- **PROBLEM DESCRIPTION**: Please write out exactly the lines of the data below from the line holding "Ok(Rc::new(GlShader::new(self.gl.clone(), desc)?))" through the line holding "pub fn create_descriptor_pool(&self, desc: DescriptorPoolDesc)", and leave out the rest.

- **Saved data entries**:
▼

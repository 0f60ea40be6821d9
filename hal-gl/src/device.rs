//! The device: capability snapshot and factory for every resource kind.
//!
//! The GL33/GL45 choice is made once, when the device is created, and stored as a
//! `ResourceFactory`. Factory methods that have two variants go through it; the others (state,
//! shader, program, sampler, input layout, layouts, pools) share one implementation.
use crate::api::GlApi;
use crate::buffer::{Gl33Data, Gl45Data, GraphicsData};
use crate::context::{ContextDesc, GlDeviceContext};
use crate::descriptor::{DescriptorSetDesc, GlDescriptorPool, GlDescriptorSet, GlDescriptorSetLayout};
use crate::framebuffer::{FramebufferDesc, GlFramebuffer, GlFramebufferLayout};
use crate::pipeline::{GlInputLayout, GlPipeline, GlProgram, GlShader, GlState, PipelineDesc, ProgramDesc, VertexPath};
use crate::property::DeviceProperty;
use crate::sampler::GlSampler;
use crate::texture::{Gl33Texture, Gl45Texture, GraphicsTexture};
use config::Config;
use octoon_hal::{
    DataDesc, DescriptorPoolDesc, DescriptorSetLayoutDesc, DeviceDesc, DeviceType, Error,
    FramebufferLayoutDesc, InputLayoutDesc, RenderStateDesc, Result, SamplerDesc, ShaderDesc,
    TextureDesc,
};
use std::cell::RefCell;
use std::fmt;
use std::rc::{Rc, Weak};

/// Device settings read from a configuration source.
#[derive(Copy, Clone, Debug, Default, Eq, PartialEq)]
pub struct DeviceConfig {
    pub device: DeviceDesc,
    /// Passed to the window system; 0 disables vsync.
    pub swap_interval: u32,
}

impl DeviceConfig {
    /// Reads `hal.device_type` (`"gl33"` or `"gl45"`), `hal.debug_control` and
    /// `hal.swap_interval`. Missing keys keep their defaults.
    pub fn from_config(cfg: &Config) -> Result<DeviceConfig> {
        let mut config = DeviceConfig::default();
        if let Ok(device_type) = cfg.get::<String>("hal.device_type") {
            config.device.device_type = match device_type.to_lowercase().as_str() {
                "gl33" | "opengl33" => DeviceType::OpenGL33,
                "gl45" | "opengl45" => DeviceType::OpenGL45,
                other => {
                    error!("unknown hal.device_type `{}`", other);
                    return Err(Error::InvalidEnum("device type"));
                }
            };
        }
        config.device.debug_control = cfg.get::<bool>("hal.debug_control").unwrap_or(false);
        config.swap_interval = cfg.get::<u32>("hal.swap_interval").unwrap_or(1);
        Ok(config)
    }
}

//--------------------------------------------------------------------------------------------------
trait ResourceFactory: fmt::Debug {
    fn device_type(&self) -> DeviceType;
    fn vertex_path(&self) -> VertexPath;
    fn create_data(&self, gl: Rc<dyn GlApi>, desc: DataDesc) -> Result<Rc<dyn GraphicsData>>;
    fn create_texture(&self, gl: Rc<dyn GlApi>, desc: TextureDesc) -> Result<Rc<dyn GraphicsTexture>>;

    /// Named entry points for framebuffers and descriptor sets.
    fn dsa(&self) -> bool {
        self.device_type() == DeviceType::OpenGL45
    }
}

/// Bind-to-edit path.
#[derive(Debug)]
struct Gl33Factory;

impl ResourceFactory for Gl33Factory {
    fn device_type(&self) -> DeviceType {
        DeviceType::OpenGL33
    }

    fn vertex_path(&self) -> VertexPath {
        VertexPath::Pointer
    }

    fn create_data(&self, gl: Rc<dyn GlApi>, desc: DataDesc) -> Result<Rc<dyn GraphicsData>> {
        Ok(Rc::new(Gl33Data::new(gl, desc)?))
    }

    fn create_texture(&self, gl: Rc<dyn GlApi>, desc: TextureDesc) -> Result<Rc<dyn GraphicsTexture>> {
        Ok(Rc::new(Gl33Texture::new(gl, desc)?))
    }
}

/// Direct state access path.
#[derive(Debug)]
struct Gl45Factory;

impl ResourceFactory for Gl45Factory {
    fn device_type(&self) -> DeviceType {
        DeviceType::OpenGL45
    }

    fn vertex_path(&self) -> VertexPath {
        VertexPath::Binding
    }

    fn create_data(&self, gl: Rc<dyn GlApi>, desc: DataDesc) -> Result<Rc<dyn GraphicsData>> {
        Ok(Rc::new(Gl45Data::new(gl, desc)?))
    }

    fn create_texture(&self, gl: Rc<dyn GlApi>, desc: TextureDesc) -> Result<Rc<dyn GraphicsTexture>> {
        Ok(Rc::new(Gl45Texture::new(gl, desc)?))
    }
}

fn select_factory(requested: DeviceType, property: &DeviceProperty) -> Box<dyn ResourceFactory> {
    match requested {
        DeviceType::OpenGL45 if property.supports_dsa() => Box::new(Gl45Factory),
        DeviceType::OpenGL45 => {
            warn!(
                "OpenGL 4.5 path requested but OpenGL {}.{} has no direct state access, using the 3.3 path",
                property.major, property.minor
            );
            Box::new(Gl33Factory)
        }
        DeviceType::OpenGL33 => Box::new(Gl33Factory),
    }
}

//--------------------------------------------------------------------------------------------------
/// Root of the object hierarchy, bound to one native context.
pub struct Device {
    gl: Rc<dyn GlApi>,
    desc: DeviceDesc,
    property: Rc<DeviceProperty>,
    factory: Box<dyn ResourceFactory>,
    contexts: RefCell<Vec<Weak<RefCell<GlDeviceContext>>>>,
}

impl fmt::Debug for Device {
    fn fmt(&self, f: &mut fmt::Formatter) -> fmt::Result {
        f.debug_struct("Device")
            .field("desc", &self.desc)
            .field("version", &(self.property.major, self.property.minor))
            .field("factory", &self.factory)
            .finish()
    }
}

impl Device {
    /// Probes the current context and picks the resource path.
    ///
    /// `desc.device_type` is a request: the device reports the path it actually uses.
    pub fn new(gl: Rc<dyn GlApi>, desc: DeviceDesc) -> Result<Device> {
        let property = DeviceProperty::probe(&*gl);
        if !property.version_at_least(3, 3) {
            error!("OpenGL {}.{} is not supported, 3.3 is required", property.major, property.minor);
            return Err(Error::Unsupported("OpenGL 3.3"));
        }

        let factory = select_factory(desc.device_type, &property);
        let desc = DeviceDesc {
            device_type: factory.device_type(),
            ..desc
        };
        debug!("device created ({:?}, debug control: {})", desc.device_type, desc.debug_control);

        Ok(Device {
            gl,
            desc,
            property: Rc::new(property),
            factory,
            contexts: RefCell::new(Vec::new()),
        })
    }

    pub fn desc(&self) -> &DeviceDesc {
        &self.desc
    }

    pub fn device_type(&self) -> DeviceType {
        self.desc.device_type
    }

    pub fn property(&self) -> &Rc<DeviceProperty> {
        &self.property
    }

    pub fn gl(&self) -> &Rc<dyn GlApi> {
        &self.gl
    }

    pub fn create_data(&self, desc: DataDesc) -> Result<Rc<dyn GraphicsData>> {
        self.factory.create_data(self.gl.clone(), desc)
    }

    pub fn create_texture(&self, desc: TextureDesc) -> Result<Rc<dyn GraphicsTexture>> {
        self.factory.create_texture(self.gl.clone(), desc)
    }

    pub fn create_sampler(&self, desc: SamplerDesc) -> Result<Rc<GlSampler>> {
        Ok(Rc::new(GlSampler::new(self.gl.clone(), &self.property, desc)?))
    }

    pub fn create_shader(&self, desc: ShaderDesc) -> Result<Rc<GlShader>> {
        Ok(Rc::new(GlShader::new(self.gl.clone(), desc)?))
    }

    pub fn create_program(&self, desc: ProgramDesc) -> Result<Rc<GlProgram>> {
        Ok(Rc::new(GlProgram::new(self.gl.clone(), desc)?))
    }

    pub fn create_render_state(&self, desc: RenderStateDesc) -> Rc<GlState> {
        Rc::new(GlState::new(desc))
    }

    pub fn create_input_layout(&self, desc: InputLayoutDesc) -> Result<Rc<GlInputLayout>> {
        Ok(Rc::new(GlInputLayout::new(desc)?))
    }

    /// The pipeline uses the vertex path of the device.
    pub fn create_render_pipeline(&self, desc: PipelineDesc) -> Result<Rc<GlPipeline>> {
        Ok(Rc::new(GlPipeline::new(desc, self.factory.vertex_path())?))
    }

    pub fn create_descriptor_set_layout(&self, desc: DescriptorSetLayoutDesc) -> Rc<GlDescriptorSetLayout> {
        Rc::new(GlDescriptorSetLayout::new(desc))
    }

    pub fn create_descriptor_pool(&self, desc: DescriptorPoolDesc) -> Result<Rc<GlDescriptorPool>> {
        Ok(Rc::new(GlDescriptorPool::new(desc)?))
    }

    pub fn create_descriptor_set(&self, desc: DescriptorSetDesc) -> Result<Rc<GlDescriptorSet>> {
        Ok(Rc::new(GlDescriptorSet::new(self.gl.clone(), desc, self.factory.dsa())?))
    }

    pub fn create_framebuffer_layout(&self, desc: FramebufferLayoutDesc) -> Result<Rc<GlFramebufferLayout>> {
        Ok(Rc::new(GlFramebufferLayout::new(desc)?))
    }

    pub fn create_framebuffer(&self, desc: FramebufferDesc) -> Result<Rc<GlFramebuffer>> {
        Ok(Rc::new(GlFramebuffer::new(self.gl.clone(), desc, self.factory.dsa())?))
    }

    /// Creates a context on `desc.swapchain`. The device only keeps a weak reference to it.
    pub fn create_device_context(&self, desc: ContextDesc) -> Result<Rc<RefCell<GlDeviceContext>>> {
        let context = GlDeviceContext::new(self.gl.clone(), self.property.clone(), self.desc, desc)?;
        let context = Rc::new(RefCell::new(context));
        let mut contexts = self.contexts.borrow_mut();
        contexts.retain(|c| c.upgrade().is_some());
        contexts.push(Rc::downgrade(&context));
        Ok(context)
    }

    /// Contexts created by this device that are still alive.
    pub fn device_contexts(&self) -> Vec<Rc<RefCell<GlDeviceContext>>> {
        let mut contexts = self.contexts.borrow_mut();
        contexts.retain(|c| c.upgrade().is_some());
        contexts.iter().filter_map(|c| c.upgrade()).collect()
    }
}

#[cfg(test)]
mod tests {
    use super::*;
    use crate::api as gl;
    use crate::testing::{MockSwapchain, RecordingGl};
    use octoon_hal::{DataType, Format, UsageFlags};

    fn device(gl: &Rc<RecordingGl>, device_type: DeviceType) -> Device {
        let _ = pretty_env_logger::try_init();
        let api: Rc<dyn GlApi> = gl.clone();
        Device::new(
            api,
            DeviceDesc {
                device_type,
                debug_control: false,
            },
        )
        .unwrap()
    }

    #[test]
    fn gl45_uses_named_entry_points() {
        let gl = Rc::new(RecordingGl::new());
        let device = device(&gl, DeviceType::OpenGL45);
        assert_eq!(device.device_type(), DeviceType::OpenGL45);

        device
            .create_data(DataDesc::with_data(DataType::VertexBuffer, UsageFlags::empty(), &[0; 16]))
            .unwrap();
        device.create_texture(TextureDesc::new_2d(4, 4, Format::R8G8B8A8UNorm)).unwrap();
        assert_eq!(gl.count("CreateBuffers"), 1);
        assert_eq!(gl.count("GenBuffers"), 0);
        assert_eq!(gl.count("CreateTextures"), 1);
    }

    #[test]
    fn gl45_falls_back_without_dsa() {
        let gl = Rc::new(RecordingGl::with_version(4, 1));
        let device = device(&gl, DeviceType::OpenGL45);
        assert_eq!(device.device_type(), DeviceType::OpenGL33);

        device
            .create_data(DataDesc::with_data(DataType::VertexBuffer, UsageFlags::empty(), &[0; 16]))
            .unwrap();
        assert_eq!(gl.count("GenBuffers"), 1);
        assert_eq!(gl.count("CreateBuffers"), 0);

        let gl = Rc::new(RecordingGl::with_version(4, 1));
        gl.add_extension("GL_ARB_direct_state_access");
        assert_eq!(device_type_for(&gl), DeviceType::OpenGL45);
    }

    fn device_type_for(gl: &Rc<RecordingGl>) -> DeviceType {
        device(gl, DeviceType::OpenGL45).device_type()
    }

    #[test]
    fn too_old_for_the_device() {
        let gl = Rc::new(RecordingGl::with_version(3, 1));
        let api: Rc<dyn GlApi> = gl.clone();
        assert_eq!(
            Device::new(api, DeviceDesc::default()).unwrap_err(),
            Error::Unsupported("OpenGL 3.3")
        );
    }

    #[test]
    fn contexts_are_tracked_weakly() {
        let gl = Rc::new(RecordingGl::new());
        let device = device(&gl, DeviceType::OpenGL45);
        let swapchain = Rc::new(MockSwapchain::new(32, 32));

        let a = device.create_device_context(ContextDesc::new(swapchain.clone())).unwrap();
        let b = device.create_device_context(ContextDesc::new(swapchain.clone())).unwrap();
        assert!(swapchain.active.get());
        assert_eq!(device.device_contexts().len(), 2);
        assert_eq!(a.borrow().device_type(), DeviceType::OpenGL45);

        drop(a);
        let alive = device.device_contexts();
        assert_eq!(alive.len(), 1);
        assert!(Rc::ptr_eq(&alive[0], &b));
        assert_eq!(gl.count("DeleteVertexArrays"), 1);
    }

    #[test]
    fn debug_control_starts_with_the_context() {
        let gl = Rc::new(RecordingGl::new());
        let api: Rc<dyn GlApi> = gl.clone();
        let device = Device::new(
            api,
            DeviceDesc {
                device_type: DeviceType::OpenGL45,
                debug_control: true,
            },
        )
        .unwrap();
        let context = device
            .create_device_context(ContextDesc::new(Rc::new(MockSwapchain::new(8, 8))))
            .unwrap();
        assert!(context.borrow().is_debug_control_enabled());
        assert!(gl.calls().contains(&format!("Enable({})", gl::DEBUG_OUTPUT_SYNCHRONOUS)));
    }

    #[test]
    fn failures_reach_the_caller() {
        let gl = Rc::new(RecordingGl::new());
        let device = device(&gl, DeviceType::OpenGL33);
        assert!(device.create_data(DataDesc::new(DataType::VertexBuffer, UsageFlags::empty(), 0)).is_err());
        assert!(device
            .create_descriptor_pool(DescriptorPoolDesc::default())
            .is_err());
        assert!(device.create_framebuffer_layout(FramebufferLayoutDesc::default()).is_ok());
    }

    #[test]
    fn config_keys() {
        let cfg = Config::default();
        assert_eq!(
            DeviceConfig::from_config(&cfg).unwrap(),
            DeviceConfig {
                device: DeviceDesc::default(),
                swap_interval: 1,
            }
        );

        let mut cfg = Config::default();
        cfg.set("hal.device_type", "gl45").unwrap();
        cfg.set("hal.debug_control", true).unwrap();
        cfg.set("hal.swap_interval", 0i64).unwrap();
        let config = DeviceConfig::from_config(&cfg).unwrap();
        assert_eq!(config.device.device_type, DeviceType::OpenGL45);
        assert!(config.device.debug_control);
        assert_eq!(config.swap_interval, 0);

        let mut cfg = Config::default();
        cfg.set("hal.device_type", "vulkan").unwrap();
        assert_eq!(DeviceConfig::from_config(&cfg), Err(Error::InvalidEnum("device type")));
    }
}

▲

- **RESPONSE**:
        Ok(Rc::new(GlShader::new(self.gl.clone(), desc)?))
    }

    pub fn create_program(&self, desc: ProgramDesc) -> Result<Rc<GlProgram>> {
        Ok(Rc::new(GlProgram::new(self.gl.clone(), desc)?))
    }

    pub fn create_render_state(&self, desc: RenderStateDesc) -> Rc<GlState> {
        Rc::new(GlState::new(desc))
    }

    pub fn create_input_layout(&self, desc: InputLayoutDesc) -> Result<Rc<GlInputLayout>> {
        Ok(Rc::new(GlInputLayout::new(desc)?))
    }

    /// The pipeline uses the vertex path of the device.
    pub fn create_render_pipeline(&self, desc: PipelineDesc) -> Result<Rc<GlPipeline>> {
        Ok(Rc::new(GlPipeline::new(desc, self.factory.vertex_path())?))
    }

    pub fn create_descriptor_set_layout(&self, desc: DescriptorSetLayoutDesc) -> Rc<GlDescriptorSetLayout> {
        Rc::new(GlDescriptorSetLayout::new(desc))
    }

    pub fn create_descriptor_pool(&self, desc: DescriptorPoolDesc) -> Result<Rc<GlDescriptorPool>> {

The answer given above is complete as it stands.